Buzz grunted and signed off.

* * *

Janet Bollinger resided in a tired, two-story four-plex at Calla Avenue and Florida Street. The place was less than a mile from the beach, but about a million miles from anything about which the Beach Boys ever waxed poetic. Steel security grates covered the doors and windows. Black asphalt covered the grounds. Plenty of off-street parking and not a single flower in sight. A home on the downside of life’s bell curve. I checked the bank of tarnished brass mailbox slots bolted to the front wall. The mailbox marked “B” had a slip of paper Scotch-taped to it. Printed in a woman’s careful hand it said, “J. Bollinger.”

Apartment B was on the first floor, on the east side of the building. I rapped on the door. There was no answer.

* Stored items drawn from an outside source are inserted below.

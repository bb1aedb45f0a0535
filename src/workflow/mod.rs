//! Workflow engine boundary.
//!
//! The saga only needs two operations from the engine: start an instance of
//! a process definition, and signal a suspended execution point to continue
//! (with fresh variables) or to take a failure branch.

mod bridge;
#[cfg(feature = "local")]
mod in_memory;

pub use bridge::WorkflowBridge;
#[cfg(feature = "local")]
pub use in_memory::{InMemoryEngine, StartedInstance};

use std::sync::Arc;

use serde::{Deserialize, Serialize};
use thiserror::Error;

/// Named values the workflow definition branches on.
pub type Variables = serde_json::Map<String, serde_json::Value>;

/// Failure details handed to the workflow instead of variables.
#[derive(Debug, Clone, PartialEq, Eq, Serialize, Deserialize)]
pub struct Failure {
    pub kind: String,
    pub message: String,
}

/// What a suspended execution point is told.
#[derive(Debug, Clone, PartialEq)]
pub enum Signal {
    /// Continue past the point with a fresh state snapshot.
    Resume(Variables),
    /// Continue along the failure branch.
    Fail(Failure),
}

#[derive(Debug, Clone, PartialEq, Eq, Error)]
pub enum EngineError {
    /// The engine refused the operation, typically on an optimistic
    /// concurrency conflict with its own bookkeeping.
    #[error("rejected by workflow engine: {0}")]
    Rejected(String),
    #[error("unknown process definition `{0}`")]
    UnknownDefinition(String),
    #[error("unknown execution point `{0}`")]
    UnknownExecutionPoint(String),
    #[error("workflow engine unavailable: {0}")]
    Unavailable(String),
}

/// The operations the orchestrator needs from a workflow engine.
pub trait WorkflowEngine: Send + Sync {
    /// Start an instance of `definition_key`; returns the instance id.
    fn start_instance(
        &self,
        definition_key: &str,
        variables: &Variables,
    ) -> Result<String, EngineError>;

    /// Signal a suspended execution point.
    fn signal(&self, execution_point_id: &str, signal: &Signal) -> Result<(), EngineError>;
}

impl<T: WorkflowEngine + ?Sized> WorkflowEngine for Arc<T> {
    fn start_instance(
        &self,
        definition_key: &str,
        variables: &Variables,
    ) -> Result<String, EngineError> {
        (**self).start_instance(definition_key, variables)
    }

    fn signal(&self, execution_point_id: &str, signal: &Signal) -> Result<(), EngineError> {
        (**self).signal(execution_point_id, signal)
    }
}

On the second floor landing directly above Bollinger’s apartment, a chubby, brown-skinned dude in his mid-twenties leaned with his forearms on the wrought-iron railing. He was shirtless and in boxer shorts, smoking a doobie. His underwear was blue and was adorned with little yellow San Diego Charger lightning bolts. A likeness of the Virgin, her hands outstretched, was inked across his flabby gut and man boobs. A tat that said “Esmeralda” in cursive script took up much of the left side of his neck. He eyed me with unbridled disdain.

“How do you think the Chargers’ll do this season?” I asked with my most disarming smile.

He shifted his gaze dismissively, sucking in some weed, and stared out at the ocean.

“I’m looking for the lady who lives downstairs.”

“Wouldn’t know nothin’ about it.”

“You haven’t seen her around today, have you?”

Silence.

“I’m not a cop, homeboy.”

“Like I said, wouldn’t know nothin’ about it.”

“Well, what do you know?”

He turned his head and spit, like it was meant for me, then looked back out at the ocean.

“Guess what? I know something.”

He looked back down at me. “Yeah? Whadda you know?”

“I know that the Buddha never claimed to be a god, which has to make you wonder: is Buddhism a philosophy or a religion, because every other major religion entails some essential form of theism, right? But not Buddhism, which many scholars consider non-theistic or even atheistic. Your thoughts?”

“Mierde.”

“What’s your name, homeboy?”

He glared down at me. “Pinche marica come mierda.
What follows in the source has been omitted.